The role of inflammation and metabolic risk factors in the pathogenesis of calcific aortic valve stenosis.

Given the epidemiologic increase of aged population in the world, aortic stenosis (AS) represents now the most common valvular heart disease in industrialized countries. It is a very challenging disease, representing an important cause of morbidity, hospitalization and death in the elderly population. It is widely recognized that AS is the result of a very complex active process, driven by inflammation and involving multifactorial pathological mechanisms promoting valvular calcification and valvular bone deposition. Several evidence suggest that epicardial adipose tissue (EAT), the visceral fat depot of the heart, represents a direct source of cytokines and could mediate the deleterious effects of systemic inflammation on the myocardium. Importantly, obesity and metabolic disorders are associated with chronic systemic inflammation leading to a significant increase of EAT amount and to a pro-inflammatory phenotypic shift of this fat depot.
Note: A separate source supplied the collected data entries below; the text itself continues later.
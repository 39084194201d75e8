//! Classifier abstraction and per-model pipelines

use super::config::TrainingConfig;
use super::linear_models::LogisticRegression;
use super::random_forest::RandomForest;
use super::svm::{SVMClassifier, SVMConfig};
use crate::error::{PipelineError, Result};
use crate::preprocessing::StandardScaler;
use crate::utils::timed;
use ndarray::{Array1, Array2};
use serde::{Deserialize, Serialize};
use tracing::debug;

/// What kind of scores a fitted model can produce beyond hard labels
#[derive(Debug, Clone, Copy, PartialEq, Eq, Serialize, Deserialize)]
pub enum Capability {
    /// Class probability estimates, one column per class
    Probabilistic,
    /// Unnormalized decision scores
    ScoreBased,
    /// Hard labels only
    LabelOnly,
}

/// Continuous scores for ranking metrics
#[derive(Debug, Clone)]
pub enum Scores {
    /// Shape (n_samples, n_classes); rows sum to one
    Probabilities(Array2<f64>),
    /// Shape (n_samples, 1) for binary problems, (n_samples, n_classes) otherwise
    Decision(Array2<f64>),
}

impl Scores {
    pub fn matrix(&self) -> &Array2<f64> {
        match self {
            Scores::Probabilities(m) | Scores::Decision(m) => m,
        }
    }
}

/// A classifier over integer labels
pub trait Classifier {
    /// Fit on aligned features and labels
    fn fit(&mut self, x: &Array2<f64>, y: &Array1<i64>) -> Result<()>;

    /// Predict hard labels
    fn predict(&self, x: &Array2<f64>) -> Result<Array1<i64>>;

    /// Sorted distinct training labels (empty before fit)
    fn classes(&self) -> &[i64];

    /// Score capability, fixed once the model is configured
    fn capability(&self) -> Capability;

    /// Class probabilities, columns ordered like [`Classifier::classes`]
    fn predict_proba(&self, _x: &Array2<f64>) -> Result<Array2<f64>> {
        Err(PipelineError::Metric(
            "model does not produce probability estimates".to_string(),
        ))
    }

    /// Decision scores
    fn decision_function(&self, _x: &Array2<f64>) -> Result<Array2<f64>> {
        Err(PipelineError::Metric(
            "model does not produce decision scores".to_string(),
        ))
    }
}

/// Map labels to dense class indices. Returns the sorted classes and the
/// index of every sample's class.
pub(crate) fn encode_classes(y: &Array1<i64>) -> (Vec<i64>, Vec<usize>) {
    let mut classes: Vec<i64> = y.to_vec();
    classes.sort_unstable();
    classes.dedup();
    let encoded = y
        .iter()
        .map(|label| classes.binary_search(label).unwrap_or(0))
        .collect();
    (classes, encoded)
}

/// Shared preconditions for every classifier's fit
pub(crate) fn check_fit_input(x: &Array2<f64>, y: &Array1<i64>) -> Result<()> {
    if x.nrows() != y.len() {
        return Err(PipelineError::Shape {
            expected: format!("y length = {}", x.nrows()),
            actual: format!("y length = {}", y.len()),
        });
    }
    if x.nrows() == 0 {
        return Err(PipelineError::InputContract(
            "cannot fit on an empty training set".to_string(),
        ));
    }
    if x.ncols() == 0 {
        return Err(PipelineError::InputContract(
            "cannot fit on a feature matrix without columns".to_string(),
        ));
    }
    let first = y[0];
    if y.iter().all(|&label| label == first) {
        return Err(PipelineError::InputContract(format!(
            "training labels contain a single class ({}); at least 2 are required",
            first
        )));
    }
    Ok(())
}

/// Arg-max per row, first maximum wins
pub(crate) fn argmax_rows(m: &Array2<f64>) -> Vec<usize> {
    m.rows()
        .into_iter()
        .map(|row| {
            let mut best = 0;
            for (j, &v) in row.iter().enumerate() {
                if v > row[best] {
                    best = j;
                }
            }
            best
        })
        .collect()
}

/// A named model with its scaling policy
pub struct ModelSpec {
    pub name: &'static str,
    pub estimator: Box<dyn Classifier>,
    pub uses_scaling: bool,
}

impl std::fmt::Debug for ModelSpec {
    fn fmt(&self, f: &mut std::fmt::Formatter<'_>) -> std::fmt::Result {
        f.debug_struct("ModelSpec")
            .field("name", &self.name)
            .field("capability", &self.estimator.capability())
            .field("uses_scaling", &self.uses_scaling)
            .finish()
    }
}

pub const LOGISTIC_REGRESSION: &str = "Logistic Regression";
pub const RANDOM_FOREST: &str = "Random Forest";
pub const SVM: &str = "SVM";

/// The fixed model line-up, in fitting order
pub fn model_specs(config: &TrainingConfig) -> Result<Vec<ModelSpec>> {
    let scale = config.scale_linear_and_kernel_models;
    let svm_config = SVMConfig {
        kernel: config.kernel()?,
        random_state: Some(config.random_state),
        probability: config.enable_probability_estimates,
        ..SVMConfig::default()
    };

    Ok(vec![
        ModelSpec {
            name: LOGISTIC_REGRESSION,
            estimator: Box::new(
                LogisticRegression::new().with_max_iter(config.linear_model_max_iterations),
            ),
            uses_scaling: scale,
        },
        ModelSpec {
            name: RANDOM_FOREST,
            estimator: Box::new(RandomForest::new(100).with_random_state(config.random_state)),
            uses_scaling: false,
        },
        ModelSpec {
            name: SVM,
            estimator: Box::new(SVMClassifier::new(svm_config)),
            uses_scaling: scale,
        },
    ])
}

/// Optional scaler followed by an estimator
pub struct Pipeline {
    name: &'static str,
    scaler: Option<StandardScaler>,
    uses_scaling: bool,
    estimator: Box<dyn Classifier>,
}

impl Pipeline {
    pub fn new(spec: ModelSpec) -> Self {
        Self {
            name: spec.name,
            scaler: None,
            uses_scaling: spec.uses_scaling,
            estimator: spec.estimator,
        }
    }

    pub fn name(&self) -> &'static str {
        self.name
    }

    pub fn capability(&self) -> Capability {
        self.estimator.capability()
    }

    /// Fit the scaler (when used) and the estimator on the training split.
    /// Any error is reported as a fit failure of this model.
    pub fn fit(&mut self, x: &Array2<f64>, y: &Array1<i64>) -> Result<()> {
        let label = format!("fit_{}", self.name.to_lowercase().replace(' ', "_"));
        timed(&label, || self.fit_inner(x, y))
            .map_err(|e| PipelineError::fit_failure(self.name, e))
    }

    fn fit_inner(&mut self, x: &Array2<f64>, y: &Array1<i64>) -> Result<()> {
        let x_fit = if self.uses_scaling {
            let mut scaler = StandardScaler::for_input(x);
            debug!(model = self.name, centering = scaler.centers(), "Fitting scaler");
            let scaled = scaler.fit_transform(x)?;
            self.scaler = Some(scaler);
            scaled
        } else {
            x.to_owned()
        };
        self.estimator.fit(&x_fit, y)
    }

    fn prepare(&self, x: &Array2<f64>) -> Result<Array2<f64>> {
        match &self.scaler {
            Some(scaler) => scaler.transform(x),
            None => Ok(x.to_owned()),
        }
    }

    pub fn predict(&self, x: &Array2<f64>) -> Result<Array1<i64>> {
        self.estimator.predict(&self.prepare(x)?)
    }

    pub fn classes(&self) -> &[i64] {
        self.estimator.classes()
    }

    /// Continuous scores according to the model's capability
    pub fn scores(&self, x: &Array2<f64>) -> Result<Option<Scores>> {
        let prepared = self.prepare(x)?;
        match self.capability() {
            Capability::Probabilistic => Ok(Some(Scores::Probabilities(
                self.estimator.predict_proba(&prepared)?,
            ))),
            Capability::ScoreBased => Ok(Some(Scores::Decision(
                self.estimator.decision_function(&prepared)?,
            ))),
            Capability::LabelOnly => Ok(None),
        }
    }
}

#[cfg(test)]
mod tests {
    use super::*;
    use ndarray::array;

    #[test]
    fn test_encode_classes() {
        let y = array![7i64, 3, 7, 5];
        let (classes, encoded) = encode_classes(&y);
        assert_eq!(classes, vec![3, 5, 7]);
        assert_eq!(encoded, vec![2, 0, 2, 1]);
    }

    #[test]
    fn test_single_class_rejected() {
        let x = array![[1.0], [2.0]];
        let y = array![1i64, 1];
        assert!(check_fit_input(&x, &y).is_err());
    }

    #[test]
    fn test_every_model_rejects_empty_feature_set() {
        let x = Array2::<f64>::zeros((10, 0));
        let y = Array1::from_shape_fn(10, |i| (i % 2) as i64);
        assert!(matches!(
            check_fit_input(&x, &y),
            Err(PipelineError::InputContract(_))
        ));
        for spec in model_specs(&TrainingConfig::default()).unwrap() {
            let name = spec.name;
            let mut pipeline = Pipeline::new(spec);
            match pipeline.fit(&x, &y) {
                Err(PipelineError::FitFailure { model, .. }) => assert_eq!(model, name),
                other => panic!("expected fit failure for {}, got {:?}", name, other),
            }
        }
    }

    #[test]
    fn test_argmax_first_wins() {
        let m = array![[0.5, 0.5], [0.2, 0.8]];
        assert_eq!(argmax_rows(&m), vec![0, 1]);
    }

    #[test]
    fn test_model_order_and_capabilities() {
        let specs = model_specs(&TrainingConfig::default()).unwrap();
        let names: Vec<_> = specs.iter().map(|s| s.name).collect();
        assert_eq!(names, vec![LOGISTIC_REGRESSION, RANDOM_FOREST, SVM]);
        assert_eq!(specs[0].estimator.capability(), Capability::Probabilistic);
        assert_eq!(specs[1].estimator.capability(), Capability::Probabilistic);
        assert_eq!(specs[2].estimator.capability(), Capability::ScoreBased);
        assert!(specs[0].uses_scaling);
        assert!(!specs[1].uses_scaling);
        assert!(specs[2].uses_scaling);
    }

    #[test]
    fn test_svm_probabilistic_when_enabled() {
        let config = TrainingConfig::default().with_probability_estimates(true);
        let specs = model_specs(&config).unwrap();
        assert_eq!(specs[2].estimator.capability(), Capability::Probabilistic);
    }

    #[test]
    fn test_scaling_disabled() {
        let specs = model_specs(&TrainingConfig::default().with_scaling(false)).unwrap();
        assert!(specs.iter().all(|s| !s.uses_scaling));
    }

    #[test]
    fn test_pipeline_fit_failure_names_model() {
        let specs = model_specs(&TrainingConfig::default()).unwrap();
        let mut pipeline = Pipeline::new(specs.into_iter().next().unwrap());
        let x = array![[1.0, 2.0], [3.0, 4.0]];
        let y = array![0i64, 0];
        match pipeline.fit(&x, &y) {
            Err(PipelineError::FitFailure { model, .. }) => assert_eq!(model, LOGISTIC_REGRESSION),
            other => panic!("expected fit failure, got {:?}", other),
        }
    }
}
It has been hypothesized that the EAT inflammatory state can influence the structure and function of the heart, thus contributing to the pathogenesis of several cardiac diseases, including calcific AS. The current review will discuss the recently discovered mechanisms involved in the pathogenesis of AS, with particular attention to the role of inflammation, metabolic risk factors and pro-fibrotic and pro-osteogenic signal pathways promoting the onset and progression of the disease. Moreover, it will be explored the potential role of EAT in the AS pathophysiology.